Каждое новое произведение Сергеева-Ценского вызывало в печати остервенелый, долго не смолкавший лай. Целые своры критиков накидывались на писателя. Это была травля, растянувшаяся на многие годы. Ни у одного советского писателя не было такой страшной литературной биографии, как у Сергеева-Ценского. Впрочем, не только литературной. Его не посадили, случайно не расстреляли. Его все-таки печатали. Но почти все впоследствии уничтоженные или же затравленные видные писатели – Артем Веселый, Зощенко, Пастернак, Пильняк – знали и триумфы. Иных усиленно замалчивали. Булгакова почти не печатали, но зато, благодаря Художественному театру, он прогремел на всю Россию «Днями Турбиных», снискав себе любовь многочисленных зрителей. Ценского, повторяю, хоть и гомеопатическими дозами, но печатали, зато неизменно выливали на него ушаты брани.
Трагедия его как художника усложнялась еще тем, что он не имел моральной поддержки и со стороны читателей. В 1928 году в предисловии к переводу «Вали» на мадьярский язык Горький совершенно справедливо писал: «Человек оригинального дарования, он (Сергеев-Ценский. – Н. Л.) первыми своими рассказами возбудил недоумение читателей и критики. Было слишком ясно, что он не похож на реалистов Бунина, Горького, Куприна… но ясно было, что он не сроден и “символистам”… Подлинное и глубокое своеобразие его формы, его языка поставило критиков перед вопросом: кто этот новый и, как будто, капризный художник? Куда его поставить?.. Кратко говоря – литературная карьера Сергеева-Ценского была одной из труднейших карьер. В сущности, таковой она остается и до сего дня».

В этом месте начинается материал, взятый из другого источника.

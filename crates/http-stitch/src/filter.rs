//! Header-predicate filtering for emitted records

use http::HeaderMap;

/// One `(header name, value substring)` predicate.
#[derive(Debug, Clone)]
pub struct HeaderMatch {
    /// Header name, matched case-insensitively.
    pub name:   String,
    /// Substring that must occur in the header's value.
    pub substr: String,
}

impl HeaderMatch {
    /// Build a predicate.
    pub fn new(name: impl Into<String>, substr: impl Into<String>) -> Self {
        Self {
            name:   name.into(),
            substr: substr.into(),
        }
    }
}

/// Accept/reject predicate over a message's headers.
///
/// A message passes when at least one inclusion matches (an empty inclusion
/// list accepts everything) and no exclusion matches. Matching is substring
/// containment over the header value; multi-valued headers match if any
/// value does.
#[derive(Debug, Clone)]
pub struct HttpHeaderFilter {
    /// At least one must match, unless empty.
    pub inclusions: Vec<HeaderMatch>,
    /// None may match.
    pub exclusions: Vec<HeaderMatch>,
}

impl Default for HttpHeaderFilter {
    /// The stock deployment filter: JSON responses in, gzip-compressed
    /// bodies out.
    fn default() -> Self {
        Self {
            inclusions: vec![HeaderMatch::new("Content-Type", "json")],
            exclusions: vec![HeaderMatch::new("Content-Encoding", "gzip")],
        }
    }
}

impl HttpHeaderFilter {
    /// A filter that accepts everything.
    pub fn accept_all() -> Self {
        Self {
            inclusions: Vec::new(),
            exclusions: Vec::new(),
        }
    }

    /// Whether `headers` pass this filter.
    pub fn matches(&self, headers: &HeaderMap) -> bool {
        if !self.inclusions.is_empty() && !any_match(&self.inclusions, headers) {
            return false;
        }
        !any_match(&self.exclusions, headers)
    }
}

fn any_match(predicates: &[HeaderMatch], headers: &HeaderMap) -> bool {
    predicates.iter().any(|p| {
        headers
            .get_all(p.name.as_str())
            .iter()
            .any(|value| value.to_str().is_ok_and(|v| v.contains(&p.substr)))
    })
}

#[cfg(test)]
mod tests {
    use super::*;
    use http::HeaderValue;

    fn headers(pairs: &[(&'static str, &str)]) -> HeaderMap {
        let mut map = HeaderMap::new();
        for &(name, value) in pairs {
            map.append(name, HeaderValue::from_str(value).unwrap());
        }
        map
    }

    #[test]
    fn default_filter_selects_json() {
        let filter = HttpHeaderFilter::default();
        assert!(filter.matches(&headers(&[("content-type", "application/json; charset=utf-8")])));
        assert!(!filter.matches(&headers(&[("content-type", "text/plain; charset=utf-8")])));
    }

    #[test]
    fn exclusion_overrides_inclusion() {
        let filter = HttpHeaderFilter::default();
        assert!(!filter.matches(&headers(&[
            ("content-type", "application/json"),
            ("content-encoding", "gzip"),
        ])));
    }

    #[test]
    fn empty_inclusions_accept_everything() {
        let filter = HttpHeaderFilter::accept_all();
        assert!(filter.matches(&headers(&[])));
        assert!(filter.matches(&headers(&[("content-type", "text/plain")])));
    }

    #[test]
    fn missing_header_fails_inclusion() {
        let filter = HttpHeaderFilter::default();
        assert!(!filter.matches(&headers(&[("content-length", "3")])));
    }

    #[test]
    fn multi_valued_header_matches_any_value() {
        let filter = HttpHeaderFilter {
            inclusions: vec![HeaderMatch::new("Accept", "html")],
            exclusions: Vec::new(),
        };
        assert!(filter.matches(&headers(&[("accept", "application/json"), ("accept", "text/html")])));
    }
}
use std::collections::{BTreeMap, HashMap};
use std::time::{Duration, Instant};

use crate::events::{ConnCloseEvent, ConnId, ConnOpenEvent, SocketDataEvent};
use crate::tracker::{ConnectionTracker, TrackerConfig};

/// Owns every live [`ConnectionTracker`], keyed by `(pid, fd)` and then by
/// generation, and dispatches incoming probe events to them.
///
/// Keeping generations nested under the `(pid, fd)` pair means a connection
/// counts as "active" while *any* of its generations survives, and the whole
/// entry disappears once the last one is destroyed.
pub struct TrackerRegistry {
    conns:  HashMap<(u32, u32), BTreeMap<u32, ConnectionTracker>>,
    config: TrackerConfig,
}

impl Default for TrackerRegistry {
    fn default() -> Self {
        Self::new(TrackerConfig::default())
    }
}

impl TrackerRegistry {
    /// Create an empty registry with the given tracker knobs.
    pub fn new(config: TrackerConfig) -> Self {
        Self {
            conns: HashMap::new(),
            config,
        }
    }

    /// The registry's current tracker knobs.
    pub fn config(&self) -> TrackerConfig {
        self.config
    }

    /// Test override: replace the inactivity duration, propagating to live
    /// trackers.
    pub fn set_inactivity_duration(&mut self, duration: Duration) {
        self.config.inactivity_duration = duration;
        self.propagate_config();
    }

    /// Test override: replace the death-countdown length, propagating to
    /// live trackers.
    pub fn set_death_countdown_iters(&mut self, iters: i32) {
        self.config.death_countdown_iters = iters;
        self.propagate_config();
    }

    fn propagate_config(&mut self) {
        let config = self.config;
        for tracker in self.trackers_mut() {
            tracker.set_config(config);
        }
    }

    /// Dispatch a connection-open event.
    pub fn accept_open_event(&mut self, event: ConnOpenEvent) {
        self.get_or_create(event.conn_id).add_open_event(event);
    }

    /// Dispatch a connection-close event.
    pub fn accept_close_event(&mut self, event: ConnCloseEvent) {
        self.get_or_create(event.conn_id).add_close_event(event);
    }

    /// Dispatch a data event.
    pub fn accept_data_event(&mut self, event: SocketDataEvent) {
        self.get_or_create(event.conn_id).add_data_event(event);
    }

    /// Fetch or create the tracker for `conn_id`.
    ///
    /// A generation observed for a `(pid, fd)` pair supersedes every lower
    /// generation: superseded trackers are scheduled for death immediately
    /// (keeping their countdown window to drain trailing events), including
    /// the fetched tracker itself when a higher generation already exists.
    pub fn get_or_create(&mut self, conn_id: ConnId) -> &mut ConnectionTracker {
        let config = self.config;
        let countdown = config.death_countdown_iters;

        let generations = self.conns.entry((conn_id.pid, conn_id.fd)).or_default();
        let newest = generations.last_key_value().map(|(&generation, _)| generation);
        for (_, stale) in generations.range_mut(..conn_id.generation) {
            stale.mark_for_death(countdown);
        }

        let tracker = generations
            .entry(conn_id.generation)
            .or_insert_with(|| ConnectionTracker::new(config));
        if newest.is_some_and(|newest| newest > conn_id.generation) {
            tracker.mark_for_death(countdown);
        }
        tracker
    }

    /// Look up a tracker without creating one.
    pub fn get(&self, conn_id: ConnId) -> Option<&ConnectionTracker> {
        self.conns
            .get(&(conn_id.pid, conn_id.fd))?
            .get(&conn_id.generation)
    }

    /// Number of `(pid, fd)` pairs with at least one surviving generation.
    pub fn active_connections(&self) -> usize {
        self.conns.len()
    }

    /// Total trackers across all generations.
    pub fn tracker_count(&self) -> usize {
        self.conns.values().map(BTreeMap::len).sum()
    }

    /// Iterate over all live trackers.
    pub fn trackers(&self) -> impl Iterator<Item = &ConnectionTracker> {
        self.conns.values().flat_map(BTreeMap::values)
    }

    /// Iterate mutably over all live trackers.
    pub fn trackers_mut(&mut self) -> impl Iterator<Item = &mut ConnectionTracker> {
        self.conns.values_mut().flat_map(BTreeMap::values_mut)
    }

    /// Advance one pipeline iteration across every tracker.
    ///
    /// Runs in three phases: death countdowns decrement, expired trackers
    /// are pruned, and only then do inactivity probes run. A tracker the
    /// probe marks dead (`death_countdown = 0`) therefore remains visible
    /// until the next tick's prune.
    pub fn tick(&mut self) {
        self.conns.retain(|_, generations| {
            generations.retain(|_, tracker| {
                tracker.decrement_death_countdown();
                !tracker.ready_for_destruction()
            });
            !generations.is_empty()
        });

        let now = Instant::now();
        for tracker in self.trackers_mut() {
            tracker.check_inactivity(now);
        }
    }
}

Послереволюционный так называемый «рядовой» читатель зачитывался небесталанными фокусниками из уездного цирка, вроде Пильняка, с его доморощенной коломенской «философией истории», с его шаблонной карикатурой на дореволюционную провинцию, сочиненную им в «Голом годе», с его вариациями то на тему Андрея Белого, то на тему Бунина, которых он разменивал, которых он приспосабливал к пониманию среднеинтеллигентного читателя; писателями, временно исполнявшими обязанности Вольтера и аббата Прево, – такое место в советской литературе по справедливости отвел А. 3. Лежнев Илье Эренбургу; «проблемными» писателями, вроде Вересаева, продолжавшего, не мудрствуя лукаво, работать «по-знаньевски», писавшего языком историй болезней и отчетов земских врачей в земскую управу, выдвигавшего одну философскую проблему за другой, как-то: когда лучше начинать половую жизнь – еще до окончания высшего учебного заведения или после, автора единственно живой из всего его «литературного наследия» и именно потому непереиздающейся книги, в которой сделана серьезная попытка разобраться методом пусть «не великого в перьях», но все-таки художника во взаимоотношениях революции и интеллигенции, – романа «В тупике», где Вересаеву раз в жизни удалось выше собственного пупа прыгнуть, бесхитростными, однако зоркими бытовиками и незатейливыми, однако подлинными юмористами, вроде Пантелеймона Романова.